Amazon-owned Whole Foods is quietly tracking its employees with a heat map tool that ranks which stores are most at risk of unionizing

Posted on Apr 21, 2020

Amazon-owned Whole Foods is quietly tracking its employees with a heat map tool that ranks which stores are most at risk of unionizing

Whole Foods is keeping an eye on stores at risk of unionizing through an interactive heat map, according to five people with knowledge of the matter and internal documents viewed by Business Insider. The heat map is powered by an elaborate scoring system, which assigns a rating to each of Whole Foods’ 510 stores based on the likelihood that their employees might form or join a union. The stores’ individual risk scores are calculated from more than two dozen metrics, including employee “loyalty,” turnover, and racial diversity; “tipline” calls to human resources; proximity to a union office; and violations recorded by the Occupational Safety and Health Administration.

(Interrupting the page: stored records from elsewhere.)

//! ReLU constraints `f = max(0, b)`.
//!
//! Every pair owns a slack variable `s = f - b`. Together with `f >= 0` and
//! `s >= 0`, which hold for every ReLU, fixing a phase only tightens bounds:
//! the active phase adds `b >= 0, s <= 0`, the inactive phase `b <= 0, f <= 0`.

use std::fmt::{self, Display};

use crate::{
    bounds::{BoundConflict, BoundStore},
    lp_solver::LPSolver,
    types::{margin, Number},
};

#[derive(Clone, Copy, Debug, Default, PartialEq, Eq, Hash)]
pub enum Phase {
    #[default]
    Undetermined,
    /// f = b, b >= 0
    Active,
    /// f = 0, b <= 0
    Inactive,
}

impl Phase {
    /// The other fixed phase.
    pub fn alternate(self) -> Phase {
        match self {
            Phase::Active => Phase::Inactive,
            Phase::Inactive => Phase::Active,
            Phase::Undetermined => Phase::Undetermined,
        }
    }
}

impl Display for Phase {
    fn fmt(&self, f: &mut fmt::Formatter<'_>) -> fmt::Result {
        match self {
            Phase::Undetermined => write!(f, "undetermined"),
            Phase::Active => write!(f, "active"),
            Phase::Inactive => write!(f, "inactive"),
        }
    }
}

#[derive(Clone, Copy, Debug, PartialEq, Eq)]
pub struct ReluPair {
    pub b: usize,
    pub f: usize,
    pub slack: usize,
    pub phase: Phase,
}

/// Classification of all pairs against the current assignment and bounds.
#[derive(Debug, Default, PartialEq, Eq)]
pub struct ReluCheck {
    /// Undetermined pairs whose bounds force a phase.
    pub eliminations: Vec<(usize, Phase)>,
    /// Undetermined pairs that are violated and could go either way.
    pub violated: Vec<usize>,
    /// Fixed pairs that are violated, which only numerical trouble explains.
    pub broken_fixed: Vec<usize>,
}

impl ReluCheck {
    pub fn all_satisfied(&self) -> bool {
        self.eliminations.is_empty() && self.violated.is_empty() && self.broken_fixed.is_empty()
    }
}

pub struct ReluManager {
    pairs: Vec<ReluPair>,
    /// Number of value repairs per pair during the current solve.
    repairs: Vec<usize>,
    tolerance: Number,
    almost_broken_margin: Option<Number>,
}

impl ReluManager {
    pub fn new(tolerance: Number, almost_broken_margin: Option<Number>) -> ReluManager {
        ReluManager {
            pairs: vec![],
            repairs: vec![],
            tolerance,
            almost_broken_margin,
        }
    }

    pub fn add_pair(&mut self, b: usize, f: usize, slack: usize) -> usize {
        self.pairs.push(ReluPair {
            b,
            f,
            slack,
            phase: Phase::Undetermined,
        });
        self.repairs.push(0);
        self.pairs.len() - 1
    }

    pub fn pairs(&self) -> &[ReluPair] {
        &self.pairs
    }

    pub fn phases(&self) -> Vec<Phase> {
        self.pairs.iter().map(|p| p.phase).collect()
    }

    pub fn restore_phases(&mut self, phases: &[Phase]) {
        for (pair, phase) in self.pairs.iter_mut().zip(phases) {
            pair.phase = *phase;
        }
    }

    pub fn is_satisfied(&self, index: usize, lp: &LPSolver) -> bool {
        let pair = &self.pairs[index];
        relu_holds(lp.value(pair.b), lp.value(pair.f), self.tolerance)
    }

    pub fn check(&self, lp: &LPSolver) -> ReluCheck {
        let mut check = ReluCheck::default();
        for (index, pair) in self.pairs.iter().enumerate() {
            if pair.phase != Phase::Undetermined {
                if !self.is_satisfied(index, lp) {
                    check.broken_fixed.push(index);
                }
            } else if let Some(phase) = self.forced_phase(pair, lp.bounds()) {
                check.eliminations.push((index, phase));
            } else if !self.is_satisfied(index, lp) {
                check.violated.push(index);
            }
        }
        check
    }

    /// Fixes the phase of a pair for the rest of the current branch by
    /// tightening bounds.
    pub fn fix_phase(
        &mut self,
        index: usize,
        phase: Phase,
        lp: &mut LPSolver,
    ) -> Result<(), BoundConflict> {
        let pair = &mut self.pairs[index];
        pair.phase = phase;
        match phase {
            Phase::Active => {
                lp.tighten_lower(pair.b, 0.0)?;
                lp.tighten_upper(pair.slack, 0.0)?;
            }
            Phase::Inactive => {
                lp.tighten_upper(pair.f, 0.0)?;
                lp.tighten_upper(pair.b, 0.0)?;
            }
            Phase::Undetermined => {}
        }
        Ok(())
    }

    /// Tries to satisfy a violated pair by moving a non-basic `f` or `b` to
    /// the value the other one demands. Each pair gets at most `threshold`
    /// repairs; afterwards the search has to split on it.
    pub fn repair(&mut self, index: usize, lp: &mut LPSolver, threshold: usize) -> bool {
        if self.repairs[index] >= threshold {
            return false;
        }
        let pair = self.pairs[index];
        let b = lp.value(pair.b);
        let f = lp.value(pair.f);
        let fits = |var: usize, target: Number| lp.bounds().bounds(var).contains(target, 0.0);
        let update = if !lp.is_basic(pair.f) && fits(pair.f, b.max(0.0)) {
            Some((pair.f, b.max(0.0)))
        } else if !lp.is_basic(pair.b) {
            let target = if f > 0.0 { f } else { b.min(0.0) };
            fits(pair.b, target).then_some((pair.b, target))
        } else {
            None
        };
        match update {
            Some((var, target)) => {
                lp.update_nonbasic(var, target);
                self.repairs[index] += 1;
                true
            }
            None => false,
        }
    }

    fn forced_phase(&self, pair: &ReluPair, bounds: &BoundStore) -> Option<Phase> {
        let b = bounds.bounds(pair.b);
        let f = bounds.bounds(pair.f);
        let slack = bounds.bounds(pair.slack);
        if b.lower.is_some_and(|l| l >= 0.0)
            || f.lower.is_some_and(|l| l > 0.0)
            || slack.upper.is_some_and(|u| u <= 0.0)
        {
            return Some(Phase::Active);
        }
        if b.upper.is_some_and(|u| u <= 0.0)
            || f.upper.is_some_and(|u| u <= 0.0)
            || slack.lower.is_some_and(|l| l > 0.0)
        {
            return Some(Phase::Inactive);
        }
        let margin = self.almost_broken_margin?;
        if b.lower.is_some_and(|l| l >= -margin) {
            Some(Phase::Active)
        } else if b.upper.is_some_and(|u| u <= margin) {
            Some(Phase::Inactive)
        } else {
            None
        }
    }
}

/// Whether `f = max(0, b)` up to `tolerance` and rounding proportional to
/// the magnitude of the values.
pub fn relu_holds(b: Number, f: Number, tolerance: Number) -> bool {
    (f - b.max(0.0)).abs() <= margin(b.abs().max(f.abs()), tolerance)
}

#[cfg(test)]
mod test {
    use super::*;
    use crate::{linear_expression::LinearExpression, lp_solver::Feasibility, tableau::Tableau};

    /// b = x0, f = x1, slack x2 = f - b
    fn setup(b_lower: Number, b_upper: Number, margin: Option<Number>) -> (ReluManager, LPSolver) {
        let row: LinearExpression = vec![(0, -1.0), (1, 1.0), (2, -1.0)].into_iter().collect();
        let tableau = Tableau::build(3, [(2, row)], 1e-9).unwrap();
        let mut bounds = BoundStore::new(3, 1e-7);
        bounds.set_lower(0, Some(b_lower));
        bounds.set_upper(0, Some(b_upper));
        bounds.set_lower(1, Some(0.0));
        bounds.set_lower(2, Some(0.0));
        let lp = LPSolver::new(tableau, bounds, 1e-9, 100, 1000);
        let mut relus = ReluManager::new(1e-5, margin);
        relus.add_pair(0, 1, 2);
        (relus, lp)
    }

    #[test]
    fn bounds_force_phases() {
        let (relus, lp) = setup(1.0, 2.0, None);
        assert_eq!(relus.check(&lp).eliminations, vec![(0, Phase::Active)]);
        let (relus, lp) = setup(-2.0, -1.0, None);
        assert_eq!(relus.check(&lp).eliminations, vec![(0, Phase::Inactive)]);
        let (relus, lp) = setup(-1.0, 1.0, None);
        assert!(relus.check(&lp).all_satisfied());
    }

    #[test]
    fn almost_broken() {
        let (relus, lp) = setup(-1e-5, 1.0, None);
        assert!(relus.check(&lp).eliminations.is_empty());
        let (relus, lp) = setup(-1e-5, 1.0, Some(1e-4));
        assert_eq!(relus.check(&lp).eliminations, vec![(0, Phase::Active)]);
        let (relus, lp) = setup(-1.0, 1e-5, Some(1e-4));
        assert_eq!(relus.check(&lp).eliminations, vec![(0, Phase::Inactive)]);
    }

    #[test]
    fn violation_and_fix() {
        let (mut relus, mut lp) = setup(-1.0, 1.0, None);
        lp.update_nonbasic(0, 0.5);
        let check = relus.check(&lp);
        assert_eq!(check.violated, vec![0]);
        assert!(check.eliminations.is_empty());

        relus.fix_phase(0, Phase::Active, &mut lp).unwrap();
        assert_eq!(relus.phases(), vec![Phase::Active]);
        assert_eq!(
            lp.restore_feasibility(&mut Default::default()).unwrap(),
            Feasibility::Feasible
        );
        assert!(relus.is_satisfied(0, &lp));
        assert!(relus.check(&lp).all_satisfied());

        relus.restore_phases(&[Phase::Undetermined]);
        assert_eq!(relus.pairs()[0].phase, Phase::Undetermined);
    }

    #[test]
    fn inactive_phase_conflicts_with_positive_input() {
        let (mut relus, mut lp) = setup(0.5, 1.0, None);
        assert_eq!(
            relus.fix_phase(0, Phase::Inactive, &mut lp),
            Err(BoundConflict { variable: 0 })
        );
    }

    #[test]
    fn repair_is_limited() {
        let (mut relus, mut lp) = setup(-1.0, 1.0, None);
        lp.update_nonbasic(0, 0.5);
        assert!(relus.repair(0, &mut lp, 1));
        assert_eq!(lp.value(1), 0.5);
        assert!(relus.is_satisfied(0, &lp));
        lp.update_nonbasic(0, 0.75);
        assert!(!relus.repair(0, &mut lp, 1));
    }

    #[test]
    fn tolerance_scales_with_magnitude() {
        let (mut relus, mut lp) = setup(-1e8, 1e8, None);
        relus.fix_phase(0, Phase::Active, &mut lp).unwrap();
        lp.update_nonbasic(0, 9211673.169999998);
        lp.update_nonbasic(1, 9211673.170055212);
        assert!(relus.is_satisfied(0, &lp));
        assert!(relus.check(&lp).all_satisfied());

        lp.update_nonbasic(1, 9212673.17);
        assert_eq!(relus.check(&lp).broken_fixed, vec![0]);

        assert!(relu_holds(-3.0, 5e-6, 1e-5));
        assert!(!relu_holds(-3.0, 5e-5, 1e-5));
    }
}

The map also tracks local economic and demographic factors such as the unemployment rate in a store’s location and the percentage of families in the area living below the poverty line. The stores’ scores on each metric are fed into the heat map, which is a geographic illustration of the United States peppered with red spots to indicate high-risk Whole Foods stores. The heat map reveals how Whole Foods is using technology and data to help manage its vast workforce of more than 95,000 employees.